Design of Baugh–Wooley multiplier in quantum-dot cellular automata using a novel 1-bit full adder with power dissipation analysis

Abstract

Complementary metal oxide semiconductor (CMOS) is a low-power technology typically used in the efficient implementation of digital circuits. However, at nanodimensions, CMOS has problems due to its short channel effects and subthreshold leakage currents. These drawbacks can be overcome with quantum-dot cellular automata (QCA) which is one of the fastest nanotechnologies operated at THz rate. Thus, all digital circuits can now be implemented by QCA at the required nanoscale. This paper proposes a novel, energy-efficient and area-optimized 1-bit full adder design using QCA which provides efficient clocking, reduced cell count and reduced energy dissipation.
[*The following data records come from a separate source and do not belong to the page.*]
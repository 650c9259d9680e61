//! Transaction management utilities for repositories.

use crate::error::AppError;
use sqlx::postgres::PgTransaction;
use sqlx::PgPool;

/// Begin a new database transaction.
///
/// Returns a transaction handle that can be used for multiple database
/// operations. On success, the transaction can be committed via
/// [`commit_transaction`]; on failure, rolled back via
/// [`rollback_transaction`].
pub async fn begin_transaction(db: &PgPool) -> Result<PgTransaction<'_>, AppError> {
    db.begin().await.map_err(AppError::from)
}

/// Commit a transaction, making all changes within it visible.
pub async fn commit_transaction(tx: PgTransaction<'_>) -> Result<(), AppError> {
    tx.commit().await.map_err(AppError::from)
}

/// Roll back a transaction, undoing all changes made since it began.
pub async fn rollback_transaction(tx: PgTransaction<'_>) -> Result<(), AppError> {
    tx.rollback().await.map_err(AppError::from)
}
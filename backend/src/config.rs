use anyhow::anyhow;
use serde::{Deserialize, Serialize};
use std::env;

#[derive(Debug, Clone, Serialize, Deserialize)]
pub struct Config {
    pub database_url: String,
    pub db_max_connections: u32,
    pub bind_addr: String,
    /// Issuer host, e.g. `dev-tenant.us.auth0.com`.
    pub auth_domain: String,
    /// Audience the access token must be minted for.
    pub api_audience: String,
    /// Prefix under which the issuer namespaces identity claims.
    pub claims_namespace: String,
    /// Seconds of leeway applied to `exp`/`iat` validation.
    pub jwt_leeway_seconds: u64,
    /// Maximum active sessions per subject.
    pub max_active_sessions: u32,
    /// Origin allowed by CORS; the deployed UI.
    pub frontend_origin: String,
}

impl Config {
    pub fn load() -> anyhow::Result<Self> {
        dotenvy::dotenv().ok();

        let database_url = env::var("DATABASE_URL")
            .unwrap_or_else(|_| "postgres://localhost/gatekeeper".to_string());

        let db_max_connections = env::var("DB_MAX_CONNECTIONS")
            .unwrap_or_else(|_| "10".to_string())
            .parse()
            .unwrap_or(10);

        let bind_addr = env::var("BIND_ADDR").unwrap_or_else(|_| "0.0.0.0:3000".to_string());

        let auth_domain =
            env::var("AUTH_DOMAIN").unwrap_or_else(|_| "dev-tenant.us.auth0.com".to_string());

        let api_audience =
            env::var("API_AUDIENCE").unwrap_or_else(|_| "https://gatekeeper-api".to_string());

        let claims_namespace =
            env::var("CLAIMS_NAMESPACE").unwrap_or_else(|_| "https://gatekeeper.app/".to_string());

        let jwt_leeway_seconds = env::var("JWT_LEEWAY_SECONDS")
            .unwrap_or_else(|_| "60".to_string())
            .parse()
            .unwrap_or(60);

        let max_active_sessions: u32 = env::var("MAX_ACTIVE_SESSIONS")
            .unwrap_or_else(|_| "3".to_string())
            .parse()
            .unwrap_or(3);
        if max_active_sessions == 0 {
            return Err(anyhow!("MAX_ACTIVE_SESSIONS must be a positive integer"));
        }

        let frontend_origin =
            env::var("FRONTEND_ORIGIN").unwrap_or_else(|_| "http://localhost:3000".to_string());

        Ok(Config {
            database_url,
            db_max_connections,
            bind_addr,
            auth_domain,
            api_audience,
            claims_namespace,
            jwt_leeway_seconds,
            max_active_sessions,
            frontend_origin,
        })
    }

    /// URL of the issuer's published key set.
    pub fn jwks_url(&self) -> String {
        format!("https://{}/.well-known/jwks.json", self.auth_domain)
    }

    /// Expected `iss` claim value.
    pub fn issuer(&self) -> String {
        format!("https://{}/", self.auth_domain)
    }
}
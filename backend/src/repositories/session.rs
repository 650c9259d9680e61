use sqlx::postgres::PgTransaction;
use sqlx::PgPool;
use uuid::Uuid;

use crate::models::session::{DeviceMeta, DeviceSession, SessionStatus};

const SELECT_COLUMNS: &str = "id, subject_id, device_name, user_agent, status, issued_at, seq";

/// Fixed first key of the two-key advisory lock, so session admission
/// locks cannot collide with other advisory-lock users of the database.
const ADMISSION_LOCK_CLASS: i32 = 0x5e55;

/// Takes the per-subject admission lock for the duration of the
/// transaction. Released automatically at commit or rollback.
///
/// Serializes the insert-count-demote sequence of registration and the
/// two-row swap of force-activation for one subject; distinct subjects
/// never contend.
pub async fn lock_subject(tx: &mut PgTransaction<'_>, subject_id: &str) -> Result<(), sqlx::Error> {
    sqlx::query("SELECT pg_advisory_xact_lock($1, hashtext($2))")
        .bind(ADMISSION_LOCK_CLASS)
        .bind(subject_id)
        .execute(tx.as_mut())
        .await
        .map(|_| ())
}

pub async fn insert_session(
    tx: &mut PgTransaction<'_>,
    subject_id: &str,
    meta: &DeviceMeta,
    issued_at: i64,
) -> Result<DeviceSession, sqlx::Error> {
    let session_id = Uuid::new_v4().to_string();

    let query = format!(
        "INSERT INTO device_sessions (id, subject_id, device_name, user_agent, status, issued_at) \
         VALUES ($1, $2, $3, $4, $5, $6) \
         RETURNING {}",
        SELECT_COLUMNS
    );
    sqlx::query_as::<_, DeviceSession>(&query)
        .bind(&session_id)
        .bind(subject_id)
        .bind(meta.device_name())
        .bind(meta.user_agent())
        .bind(SessionStatus::Active.as_str())
        .bind(issued_at)
        .fetch_one(tx.as_mut())
        .await
}

pub async fn count_active_sessions(
    tx: &mut PgTransaction<'_>,
    subject_id: &str,
) -> Result<i64, sqlx::Error> {
    sqlx::query_scalar::<_, i64>(
        "SELECT COUNT(*) FROM device_sessions WHERE subject_id = $1 AND status = $2",
    )
    .bind(subject_id)
    .bind(SessionStatus::Active.as_str())
    .fetch_one(tx.as_mut())
    .await
}

pub async fn find_session_in_tx(
    tx: &mut PgTransaction<'_>,
    subject_id: &str,
    session_id: &str,
) -> Result<Option<DeviceSession>, sqlx::Error> {
    let query = format!(
        "SELECT {} FROM device_sessions WHERE id = $1 AND subject_id = $2",
        SELECT_COLUMNS
    );
    sqlx::query_as::<_, DeviceSession>(&query)
        .bind(session_id)
        .bind(subject_id)
        .fetch_optional(tx.as_mut())
        .await
}

/// Guarded status update. When `expected` is given, the write only
/// applies if the row still holds that status (compare-and-swap);
/// `None` updates unconditionally. Returns the updated row, or `None`
/// when the guard missed.
pub async fn update_session_status(
    tx: &mut PgTransaction<'_>,
    session_id: &str,
    expected: Option<SessionStatus>,
    new_status: SessionStatus,
) -> Result<Option<DeviceSession>, sqlx::Error> {
    let query = match expected {
        Some(_) => format!(
            "UPDATE device_sessions SET status = $1 WHERE id = $2 AND status = $3 RETURNING {}",
            SELECT_COLUMNS
        ),
        None => format!(
            "UPDATE device_sessions SET status = $1 WHERE id = $2 RETURNING {}",
            SELECT_COLUMNS
        ),
    };

    let mut q = sqlx::query_as::<_, DeviceSession>(&query)
        .bind(new_status.as_str())
        .bind(session_id);
    if let Some(expected) = expected {
        q = q.bind(expected.as_str());
    }
    q.fetch_optional(tx.as_mut()).await
}

pub async fn find_session_by_id(
    pool: &PgPool,
    session_id: &str,
) -> Result<Option<DeviceSession>, sqlx::Error> {
    let query = format!(
        "SELECT {} FROM device_sessions WHERE id = $1",
        SELECT_COLUMNS
    );
    sqlx::query_as::<_, DeviceSession>(&query)
        .bind(session_id)
        .fetch_optional(pool)
        .await
}

/// Lists every session owned by the subject, oldest first. Ties on
/// `issued_at` (epoch-second resolution) fall back to insertion order.
pub async fn list_sessions_for_subject(
    pool: &PgPool,
    subject_id: &str,
) -> Result<Vec<DeviceSession>, sqlx::Error> {
    let query = format!(
        "SELECT {} FROM device_sessions WHERE subject_id = $1 ORDER BY issued_at ASC, seq ASC",
        SELECT_COLUMNS
    );
    sqlx::query_as::<_, DeviceSession>(&query)
        .bind(subject_id)
        .fetch_all(pool)
        .await
}

/// Marks an owned session revoked, whatever its prior status.
/// Returns false when no owned row matched.
pub async fn revoke_session(
    pool: &PgPool,
    subject_id: &str,
    session_id: &str,
) -> Result<bool, sqlx::Error> {
    let result = sqlx::query(
        "UPDATE device_sessions SET status = $1 WHERE id = $2 AND subject_id = $3",
    )
    .bind(SessionStatus::Revoked.as_str())
    .bind(session_id)
    .bind(subject_id)
    .execute(pool)
    .await?;
    Ok(result.rows_affected() > 0)
}

/// Deletes an owned session only while it is still pending.
/// Returns false when the row is missing, unowned, or not pending.
pub async fn delete_pending_session(
    pool: &PgPool,
    subject_id: &str,
    session_id: &str,
) -> Result<bool, sqlx::Error> {
    let result = sqlx::query(
        "DELETE FROM device_sessions WHERE id = $1 AND subject_id = $2 AND status = $3",
    )
    .bind(session_id)
    .bind(subject_id)
    .bind(SessionStatus::Pending.as_str())
    .execute(pool)
    .await?;
    Ok(result.rows_affected() > 0)
}
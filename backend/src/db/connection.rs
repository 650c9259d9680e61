use sqlx::postgres::{PgPool, PgPoolOptions};
use std::sync::Arc;

pub type DbPool = Arc<PgPool>;

pub async fn create_pool(database_url: &str, max_connections: u32) -> anyhow::Result<DbPool> {
    let pool = PgPoolOptions::new()
        .max_connections(max_connections)
        .connect(database_url)
        .await?;
    Ok(Arc::new(pool))
}
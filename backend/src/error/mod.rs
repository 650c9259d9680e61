use axum::{
    http::StatusCode,
    response::{IntoResponse, Response},
    Json,
};
use serde::Serialize;
use serde_json::Value;

#[derive(Debug, Serialize)]
pub struct ErrorResponse {
    pub error: String,
    pub code: String,
    #[serde(skip_serializing_if = "Option::is_none")]
    pub details: Option<Value>,
}

#[derive(Debug)]
pub enum AppError {
    NotFound(String),
    Unauthorized(String),
    Forbidden(String),
    /// A session's current status does not satisfy the operation's
    /// precondition. Caller error; retrying without changing state fails
    /// the same way.
    InvalidState(String),
    /// A concurrent mutation invalidated an optimistic check. The caller
    /// should re-read state and retry once.
    Conflict(String),
    BadRequest(String),
    /// The persistence collaborator failed (connection, timeout).
    StoreUnavailable(anyhow::Error),
    InternalServerError(anyhow::Error),
    Validation(Vec<String>),
}

impl IntoResponse for AppError {
    fn into_response(self) -> Response {
        let (status, error_message, code, details) = match self {
            AppError::NotFound(msg) => (StatusCode::NOT_FOUND, msg, "NOT_FOUND".to_string(), None),
            AppError::Unauthorized(msg) => (
                StatusCode::UNAUTHORIZED,
                msg,
                "UNAUTHORIZED".to_string(),
                None,
            ),
            AppError::Forbidden(msg) => (StatusCode::FORBIDDEN, msg, "FORBIDDEN".to_string(), None),
            AppError::InvalidState(msg) => (
                StatusCode::BAD_REQUEST,
                msg,
                "INVALID_STATE".to_string(),
                None,
            ),
            AppError::Conflict(msg) => (StatusCode::CONFLICT, msg, "CONFLICT".to_string(), None),
            AppError::BadRequest(msg) => (
                StatusCode::BAD_REQUEST,
                msg,
                "BAD_REQUEST".to_string(),
                None,
            ),
            AppError::StoreUnavailable(err) => {
                tracing::error!("Session store unavailable: {:?}", err);
                (
                    StatusCode::SERVICE_UNAVAILABLE,
                    "Session store unavailable".to_string(),
                    "STORE_UNAVAILABLE".to_string(),
                    None,
                )
            }
            AppError::InternalServerError(err) => {
                tracing::error!("Internal server error: {:?}", err);
                (
                    StatusCode::INTERNAL_SERVER_ERROR,
                    "Internal server error".to_string(),
                    "INTERNAL_SERVER_ERROR".to_string(),
                    None,
                )
            }
            AppError::Validation(errors) => (
                StatusCode::BAD_REQUEST,
                "Validation failed".to_string(),
                "VALIDATION_ERROR".to_string(),
                Some(serde_json::json!({ "errors": errors })),
            ),
        };

        let body = Json(ErrorResponse {
            error: error_message,
            code,
            details,
        });

        (status, body).into_response()
    }
}

impl From<anyhow::Error> for AppError {
    fn from(err: anyhow::Error) -> Self {
        AppError::InternalServerError(err)
    }
}

impl From<sqlx::Error> for AppError {
    fn from(err: sqlx::Error) -> Self {
        match err {
            sqlx::Error::RowNotFound => AppError::NotFound("Resource not found".to_string()),
            sqlx::Error::Io(_)
            | sqlx::Error::Tls(_)
            | sqlx::Error::PoolTimedOut
            | sqlx::Error::PoolClosed => AppError::StoreUnavailable(err.into()),
            _ => AppError::InternalServerError(err.into()),
        }
    }
}

impl From<validator::ValidationErrors> for AppError {
    fn from(errors: validator::ValidationErrors) -> Self {
        let messages: Vec<String> = errors
            .field_errors()
            .into_iter()
            .flat_map(|(field, errs)| {
                errs.iter().map(move |e| {
                    let code = e.code.as_ref();
                    format!("{}: {}", field, code)
                })
            })
            .collect();
        AppError::Validation(messages)
    }
}

#[cfg(test)]
mod tests {
    use super::*;

    async fn response_json(response: Response) -> serde_json::Value {
        let bytes = axum::body::to_bytes(response.into_body(), usize::MAX)
            .await
            .expect("read body");
        serde_json::from_slice(&bytes).expect("json")
    }

    #[tokio::test]
    async fn app_error_into_response_maps_status_and_body() {
        let response = AppError::NotFound("missing".to_string()).into_response();
        assert_eq!(response.status(), StatusCode::NOT_FOUND);
        let json = response_json(response).await;
        assert_eq!(json["error"], "missing");
        assert_eq!(json["code"], "NOT_FOUND");

        let response = AppError::Unauthorized("nope".to_string()).into_response();
        assert_eq!(response.status(), StatusCode::UNAUTHORIZED);
        let json = response_json(response).await;
        assert_eq!(json["error"], "nope");
        assert_eq!(json["code"], "UNAUTHORIZED");

        let response =
            AppError::InvalidState("Target session not found or not active".to_string())
                .into_response();
        assert_eq!(response.status(), StatusCode::BAD_REQUEST);
        let json = response_json(response).await;
        assert_eq!(json["error"], "Target session not found or not active");
        assert_eq!(json["code"], "INVALID_STATE");

        let response = AppError::Conflict("lost the race".to_string()).into_response();
        assert_eq!(response.status(), StatusCode::CONFLICT);
        let json = response_json(response).await;
        assert_eq!(json["error"], "lost the race");
        assert_eq!(json["code"], "CONFLICT");
    }

    #[tokio::test]
    async fn app_error_store_unavailable_maps_to_503() {
        let response =
            AppError::StoreUnavailable(anyhow::anyhow!("connection refused")).into_response();
        assert_eq!(response.status(), StatusCode::SERVICE_UNAVAILABLE);
        let json = response_json(response).await;
        assert_eq!(json["error"], "Session store unavailable");
        assert_eq!(json["code"], "STORE_UNAVAILABLE");
    }

    #[tokio::test]
    async fn app_error_internal_maps_to_generic_message() {
        let response = AppError::InternalServerError(anyhow::anyhow!("boom")).into_response();
        assert_eq!(response.status(), StatusCode::INTERNAL_SERVER_ERROR);
        let json = response_json(response).await;
        assert_eq!(json["error"], "Internal server error");
        assert_eq!(json["code"], "INTERNAL_SERVER_ERROR");
        assert!(json["details"].is_null());
    }

    #[test]
    fn sqlx_errors_map_to_their_kinds() {
        let err: AppError = sqlx::Error::RowNotFound.into();
        assert!(matches!(err, AppError::NotFound(_)));

        let err: AppError = sqlx::Error::PoolTimedOut.into();
        assert!(matches!(err, AppError::StoreUnavailable(_)));

        let err: AppError = sqlx::Error::PoolClosed.into();
        assert!(matches!(err, AppError::StoreUnavailable(_)));
    }
}
use std::sync::Arc;

use crate::{
    config::Config,
    db::connection::DbPool,
    services::{admission::AdmissionServiceTrait, authenticator::SubjectAuthenticator},
};

#[derive(Clone)]
pub struct AppState {
    pub pool: DbPool,
    pub config: Config,
    pub authenticator: Arc<dyn SubjectAuthenticator>,
    pub admission: Arc<dyn AdmissionServiceTrait>,
}

impl AppState {
    pub fn new(
        pool: DbPool,
        config: Config,
        authenticator: Arc<dyn SubjectAuthenticator>,
        admission: Arc<dyn AdmissionServiceTrait>,
    ) -> Self {
        Self {
            pool,
            config,
            authenticator,
            admission,
        }
    }
}
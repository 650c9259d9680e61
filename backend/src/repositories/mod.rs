pub mod session;
pub mod transaction;

pub use transaction::*;
//! Runtime controls.
//!
//! Key presses become [`Command`]s pushed into a bounded channel. The
//! frame loop drains the channel once per tick into a [`CommandBatch`]
//! and applies it to the [`TunableParams`] before any simulation math.
//!
//! A batch is applied in a fixed order with net counts, so the result of
//! a tick does not depend on the order in which distinct commands were
//! pressed. Repeated presses accumulate.

use std::sync::mpsc::{self, Receiver, SyncSender, TryRecvError, TrySendError};

use crate::config::BlobConfig;

/// A discrete control action.
#[derive(Clone, Copy, Debug, PartialEq, Eq, Hash)]
pub enum Command {
    /// Raise the tail critical value (sharper blob edges).
    Sharpen,
    /// Lower the tail critical value.
    Unsharpen,
    /// Toggle drawing. Simulation keeps running either way.
    ToggleDraw,
    /// Switch between measured and nominal frame timing.
    ToggleTimeLimit,
    /// Multiply friction by the friction step.
    MoreFriction,
    /// Divide friction by the friction step.
    LessFriction,
}

/// Parameters mutated by commands and read every tick.
#[derive(Clone, Copy, Debug, PartialEq)]
pub struct TunableParams {
    /// Render threshold passed to the shader; always within `[0, 1]`.
    pub tail_critical_value: f32,
    pub friction: f32,
    pub draw: bool,
    pub limit_time: bool,
}

impl Default for TunableParams {
    fn default() -> Self {
        Self::from_config(&BlobConfig::default())
    }
}

impl TunableParams {
    pub fn from_config(config: &BlobConfig) -> Self {
        Self {
            tail_critical_value: config.initial_tail_critical_value,
            friction: config.initial_friction,
            draw: true,
            limit_time: true,
        }
    }
}

/// Step sizes applied by commands.
#[derive(Clone, Copy, Debug, PartialEq)]
pub struct ControlSteps {
    pub sharpness: f32,
    /// Geometric factor, e.g. `1.3`.
    pub friction: f32,
}

impl ControlSteps {
    pub fn from_config(config: &BlobConfig) -> Self {
        Self {
            sharpness: config.sharpness_step,
            friction: config.friction_step,
        }
    }
}

impl Default for ControlSteps {
    fn default() -> Self {
        Self::from_config(&BlobConfig::default())
    }
}

/// Press counts gathered between two ticks.
#[derive(Clone, Copy, Debug, Default, PartialEq, Eq)]
pub struct CommandBatch {
    pub sharpen: u32,
    pub unsharpen: u32,
    pub toggle_draw: u32,
    pub toggle_time_limit: u32,
    pub more_friction: u32,
    pub less_friction: u32,
}

impl CommandBatch {
    pub fn push(&mut self, command: Command) {
        let slot = match command {
            Command::Sharpen => &mut self.sharpen,
            Command::Unsharpen => &mut self.unsharpen,
            Command::ToggleDraw => &mut self.toggle_draw,
            Command::ToggleTimeLimit => &mut self.toggle_time_limit,
            Command::MoreFriction => &mut self.more_friction,
            Command::LessFriction => &mut self.less_friction,
        };
        *slot = slot.saturating_add(1);
    }

    pub fn is_empty(&self) -> bool {
        *self == Self::default()
    }

    /// Apply every counted press to `params`.
    pub fn apply(&self, params: &mut TunableParams, steps: &ControlSteps) {
        let net_sharpen = self.sharpen as f32 - self.unsharpen as f32;
        if net_sharpen != 0.0 {
            params.tail_critical_value =
                (params.tail_critical_value + net_sharpen * steps.sharpness).clamp(0.0, 1.0);
        }

        let net_friction = self.more_friction as i32 - self.less_friction as i32;
        if net_friction != 0 {
            params.friction *= steps.friction.powi(net_friction);
        }

        if self.toggle_draw % 2 == 1 {
            params.draw = !params.draw;
        }
        if self.toggle_time_limit % 2 == 1 {
            params.limit_time = !params.limit_time;
        }
    }
}

impl FromIterator<Command> for CommandBatch {
    fn from_iter<I: IntoIterator<Item = Command>>(iter: I) -> Self {
        let mut batch = CommandBatch::default();
        for command in iter {
            batch.push(command);
        }
        batch
    }
}

/// Producer side of the command channel, held by the input handler.
#[derive(Clone, Debug)]
pub struct CommandSender {
    tx: SyncSender<Command>,
}

impl CommandSender {
    /// Queue a command without blocking.
    ///
    /// Returns `false` if the queue is full or the frame loop is gone; the
    /// press is dropped in that case.
    pub fn send(&self, command: Command) -> bool {
        match self.tx.try_send(command) {
            Ok(()) => true,
            Err(TrySendError::Full(command)) => {
                log::warn!("Command queue full, dropping {:?}", command);
                false
            }
            Err(TrySendError::Disconnected(_)) => false,
        }
    }
}

/// Consumer side of the command channel, drained by the frame loop.
#[derive(Debug)]
pub struct CommandQueue {
    rx: Receiver<Command>,
}

impl CommandQueue {
    /// Create a channel holding at most `capacity` undrained commands.
    pub fn bounded(capacity: usize) -> (CommandSender, CommandQueue) {
        let (tx, rx) = mpsc::sync_channel(capacity);
        (CommandSender { tx }, CommandQueue { rx })
    }

    /// Take every queued command.
    pub fn drain(&self) -> CommandBatch {
        let mut batch = CommandBatch::default();
        loop {
            match self.rx.try_recv() {
                Ok(command) => batch.push(command),
                Err(TryRecvError::Empty) | Err(TryRecvError::Disconnected) => break,
            }
        }
        batch
    }
}

#[cfg(test)]
mod tests {
    use super::*;

    fn params() -> TunableParams {
        TunableParams::default()
    }

    #[test]
    fn test_friction_step_round_trip() {
        let steps = ControlSteps::default();
        let mut p = params();
        let f = p.friction;

        CommandBatch::from_iter([Command::MoreFriction]).apply(&mut p, &steps);
        assert!((p.friction - f * 1.3).abs() < 1e-6);

        CommandBatch::from_iter([Command::LessFriction]).apply(&mut p, &steps);
        assert!((p.friction - f).abs() < 1e-6);
    }

    #[test]
    fn test_repeated_presses_accumulate() {
        let steps = ControlSteps::default();
        let mut p = params();
        let f = p.friction;
        CommandBatch::from_iter([Command::MoreFriction; 3]).apply(&mut p, &steps);
        assert!((p.friction - f * 1.3f32.powi(3)).abs() < 1e-5);

        let t = p.tail_critical_value;
        CommandBatch::from_iter([Command::Sharpen; 2]).apply(&mut p, &steps);
        assert!((p.tail_critical_value - (t + 0.1)).abs() < 1e-6);
    }

    #[test]
    fn test_threshold_clamped() {
        let steps = ControlSteps::default();
        let mut p = params();
        CommandBatch::from_iter([Command::Sharpen; 40]).apply(&mut p, &steps);
        assert_eq!(p.tail_critical_value, 1.0);
        CommandBatch::from_iter([Command::Unsharpen; 40]).apply(&mut p, &steps);
        assert_eq!(p.tail_critical_value, 0.0);
    }

    #[test]
    fn test_toggles_flip_per_press() {
        let steps = ControlSteps::default();
        let mut p = params();
        CommandBatch::from_iter([Command::ToggleDraw]).apply(&mut p, &steps);
        assert!(!p.draw);
        CommandBatch::from_iter([Command::ToggleDraw, Command::ToggleDraw]).apply(&mut p, &steps);
        assert!(!p.draw);
        CommandBatch::from_iter([Command::ToggleTimeLimit]).apply(&mut p, &steps);
        assert!(!p.limit_time);
    }

    #[test]
    fn test_order_does_not_matter() {
        let steps = ControlSteps::default();
        let forward = [
            Command::Sharpen,
            Command::MoreFriction,
            Command::ToggleDraw,
            Command::Unsharpen,
            Command::LessFriction,
            Command::MoreFriction,
        ];
        let mut backward = forward;
        backward.reverse();

        let mut a = params();
        let mut b = params();
        CommandBatch::from_iter(forward).apply(&mut a, &steps);
        CommandBatch::from_iter(backward).apply(&mut b, &steps);
        assert_eq!(a, b);
    }

    #[test]
    fn test_queue_drains_everything() {
        let (tx, queue) = CommandQueue::bounded(8);
        assert!(tx.send(Command::Sharpen));
        assert!(tx.send(Command::Sharpen));
        assert!(tx.send(Command::ToggleDraw));

        let batch = queue.drain();
        assert_eq!(batch.sharpen, 2);
        assert_eq!(batch.toggle_draw, 1);
        assert!(queue.drain().is_empty());
    }

    #[test]
    fn test_full_queue_drops_without_blocking() {
        let (tx, queue) = CommandQueue::bounded(2);
        assert!(tx.send(Command::MoreFriction));
        assert!(tx.send(Command::MoreFriction));
        assert!(!tx.send(Command::MoreFriction));
        assert_eq!(queue.drain().more_friction, 2);
    }

    #[test]
    fn test_send_after_queue_dropped() {
        let (tx, queue) = CommandQueue::bounded(2);
        drop(queue);
        assert!(!tx.send(Command::Sharpen));
    }
}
The proposed design utilizes only 26 quantum cells in 0.02 µm2 area and has a reduction of 8% in number of cells, 75% in delay and 4% in energy dissipation at 1 K compared to the existing works. This innovative full adder design is used to implement a 4 × 4 Baugh–Wooley multiplier. The simulation results of the multiplier observed on QCADesigner 2.0.3 tool validate that the Baugh–Wooley multiplier designed with the novel 1-bit full adder yields better performance in terms of 9% reduction in area, 17.4% reduction in quantum cells used and reduced power dissipation of 2.44nW.